[Dataset entries]
//! Shell backend: runs the command described by the job payload.
//!
//! ```json
//! { "type": "shell", "command": "echo", "args": ["hi"], "timeout": "5m" }
//! ```
//!
//! `type` may be omitted; when present it must be `shell`. The command is
//! executed directly (no shell interpolation). Its own `timeout` (default
//! 30s) applies on top of the processor's deadline.

use std::process::Stdio;
use std::sync::{Arc, Mutex};
use std::time::Duration;

use async_trait::async_trait;
use serde::Deserialize;
use serde_json::Value;
use tokio::io::{AsyncRead, AsyncReadExt};
use tokio::process::Command;
use tokio::task::JoinHandle;
use tracing::{debug, warn};

use super::{ExecutionBackend, ExecutionError, ExecutionOutput};
use crate::duration::parse_duration;

const DEFAULT_COMMAND_TIMEOUT: Duration = Duration::from_secs(30);

#[derive(Debug, Deserialize)]
struct ShellPayload {
    #[serde(rename = "type")]
    kind: Option<String>,
    command: String,
    #[serde(default)]
    args: Vec<String>,
    timeout: Option<String>,
}

#[derive(Debug, Clone, Default)]
pub struct ShellBackend;

impl ShellBackend {
    pub fn new() -> Self {
        Self
    }

    fn parse(payload: &Value) -> Result<(ShellPayload, Duration), ExecutionError> {
        let parsed = ShellPayload::deserialize(payload)
            .map_err(|e| ExecutionError::InvalidPayload(e.to_string()))?;

        if let Some(kind) = parsed.kind.as_deref() {
            if kind != "shell" {
                return Err(ExecutionError::InvalidPayload(format!(
                    "unsupported execution type `{kind}`"
                )));
            }
        }
        if parsed.command.trim().is_empty() {
            return Err(ExecutionError::InvalidPayload("`command` is empty".to_string()));
        }

        let timeout = match parsed.timeout.as_deref() {
            None | Some("") => DEFAULT_COMMAND_TIMEOUT,
            Some(raw) => parse_duration(raw).map_err(|e| {
                ExecutionError::InvalidPayload(format!("invalid timeout format: {e}"))
            })?,
        };

        Ok((parsed, timeout))
    }
}

/// How long to keep reading pipes after the child has exited or been
/// killed (a grandchild may still hold them open).
const PIPE_DRAIN: Duration = Duration::from_secs(1);

/// Bytes read from one child pipe so far.
#[derive(Clone, Default)]
struct Capture(Arc<Mutex<Vec<u8>>>);

impl Capture {
    fn spawn<R>(pipe: Option<R>) -> (Self, JoinHandle<()>)
    where
        R: AsyncRead + Unpin + Send + 'static,
    {
        let capture = Capture::default();
        let sink = capture.clone();
        let reader = tokio::spawn(async move {
            let Some(mut pipe) = pipe else { return };
            let mut chunk = [0u8; 4096];
            loop {
                match pipe.read(&mut chunk).await {
                    Ok(0) | Err(_) => break,
                    Ok(n) => {
                        if let Ok(mut buf) = sink.0.lock() {
                            buf.extend_from_slice(&chunk[..n]);
                        }
                    }
                }
            }
        });
        (capture, reader)
    }

    /// Wait (bounded) for the reader to hit EOF, then take what was read.
    async fn finish(self, reader: JoinHandle<()>) -> Option<String> {
        let abort = reader.abort_handle();
        if tokio::time::timeout(PIPE_DRAIN, reader).await.is_err() {
            abort.abort();
        }
        let bytes = self.0.lock().map(|mut b| std::mem::take(&mut *b)).ok()?;
        if bytes.is_empty() {
            None
        } else {
            Some(String::from_utf8_lossy(&bytes).into_owned())
        }
    }
}

#[async_trait]
impl ExecutionBackend for ShellBackend {
    async fn execute(&self, payload: &Value) -> Result<ExecutionOutput, ExecutionError> {
        let (spec, timeout) = Self::parse(payload)?;
        debug!(command = %spec.command, args = ?spec.args, "running shell command");

        // Dropping the future (processor deadline or shutdown) kills the child.
        let mut child = Command::new(&spec.command)
            .args(&spec.args)
            .stdin(Stdio::null())
            .stdout(Stdio::piped())
            .stderr(Stdio::piped())
            .kill_on_drop(true)
            .spawn()
            .map_err(|e| ExecutionError::Spawn(format!("{}: {e}", spec.command)))?;

        let (stdout, stdout_reader) = Capture::spawn(child.stdout.take());
        let (stderr, stderr_reader) = Capture::spawn(child.stderr.take());

        let status = match tokio::time::timeout(timeout, child.wait()).await {
            Ok(status) => Some(status.map_err(|e| ExecutionError::Spawn(e.to_string()))?),
            Err(_) => {
                if let Err(e) = child.kill().await {
                    warn!(command = %spec.command, error = %e, "failed to kill timed out command");
                }
                None
            }
        };

        let captured = ExecutionOutput {
            stdout: stdout.finish(stdout_reader).await,
            stderr: stderr.finish(stderr_reader).await,
            exit_code: status.and_then(|s| s.code()),
        };

        match status {
            None => Err(ExecutionError::CommandTimedOut {
                after: timeout,
                output: captured,
            }),
            Some(status) if status.success() => Ok(captured),
            Some(status) => Err(ExecutionError::NonZeroExit {
                code: status.code(),
                output: captured,
            }),
        }
    }
}

#[cfg(test)]
mod tests {
    use super::*;
    use serde_json::json;

    #[test]
    fn parses_payload_with_defaults() {
        let (spec, timeout) = ShellBackend::parse(&json!({ "command": "true" })).unwrap();
        assert_eq!(spec.command, "true");
        assert!(spec.args.is_empty());
        assert_eq!(timeout, DEFAULT_COMMAND_TIMEOUT);

        let (_, timeout) =
            ShellBackend::parse(&json!({ "type": "shell", "command": "ls", "timeout": "5m" }))
                .unwrap();
        assert_eq!(timeout, Duration::from_secs(300));
    }

    #[test]
    fn rejects_bad_payloads() {
        for payload in [
            json!({}),
            json!({ "command": "" }),
            json!({ "type": "http", "command": "ls" }),
            json!({ "command": "ls", "timeout": "soon" }),
            json!("ls"),
        ] {
            assert!(matches!(
                ShellBackend::parse(&payload),
                Err(ExecutionError::InvalidPayload(_))
            ));
        }
    }

    #[cfg(unix)]
    #[tokio::test]
    async fn captures_stdout_and_exit_code() {
        let out = ShellBackend::new()
            .execute(&json!({ "command": "echo", "args": ["hello"] }))
            .await
            .unwrap();
        assert_eq!(out.stdout.as_deref(), Some("hello\n"));
        assert_eq!(out.stderr, None);
        assert_eq!(out.exit_code, Some(0));
    }

    #[cfg(unix)]
    #[tokio::test]
    async fn non_zero_exit_is_a_failure() {
        let err = ShellBackend::new()
            .execute(&json!({ "command": "sh", "args": ["-c", "echo oops >&2; exit 3"] }))
            .await
            .unwrap_err();
        match err {
            ExecutionError::NonZeroExit { code, output } => {
                assert_eq!(code, Some(3));
                assert_eq!(output.stderr.as_deref(), Some("oops\n"));
            }
            other => panic!("unexpected error: {other:?}"),
        }
    }

    #[cfg(unix)]
    #[tokio::test]
    async fn own_timeout_stops_the_command() {
        let started = std::time::Instant::now();
        let err = ShellBackend::new()
            .execute(&json!({ "command": "sleep", "args": ["5"], "timeout": "100ms" }))
            .await
            .unwrap_err();
        assert!(started.elapsed() < Duration::from_secs(4));
        match err {
            ExecutionError::CommandTimedOut { after, output } => {
                assert_eq!(after, Duration::from_millis(100));
                assert_eq!(output.stdout, None);
            }
            other => panic!("unexpected error: {other:?}"),
        }
    }

    #[cfg(unix)]
    #[tokio::test]
    async fn own_timeout_keeps_output_written_so_far() {
        let err = ShellBackend::new()
            .execute(&json!({
                "command": "sh",
                "args": ["-c", "echo started; echo warming >&2; exec sleep 5"],
                "timeout": "1.5s"
            }))
            .await
            .unwrap_err();
        assert!(err.is_timeout());

        let output = err.output().unwrap();
        assert_eq!(output.stdout.as_deref(), Some("started\n"));
        assert_eq!(output.stderr.as_deref(), Some("warming\n"));
        assert_eq!(output.exit_code, Some(124));
    }

    #[tokio::test]
    async fn missing_binary_is_a_spawn_error() {
        let err = ShellBackend::new()
            .execute(&json!({ "command": "relay-definitely-not-a-binary" }))
            .await
            .unwrap_err();
        assert!(matches!(err, ExecutionError::Spawn(_)));
    }
}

**WORK ITEM:** In the records, locate each line holding the string "ShellPayload" and copy it.

**RESPONSE TO THIS TASK:**
struct ShellPayload {
    fn parse(payload: &Value) -> Result<(ShellPayload, Duration), ExecutionError> {
        let parsed = ShellPayload::deserialize(payload)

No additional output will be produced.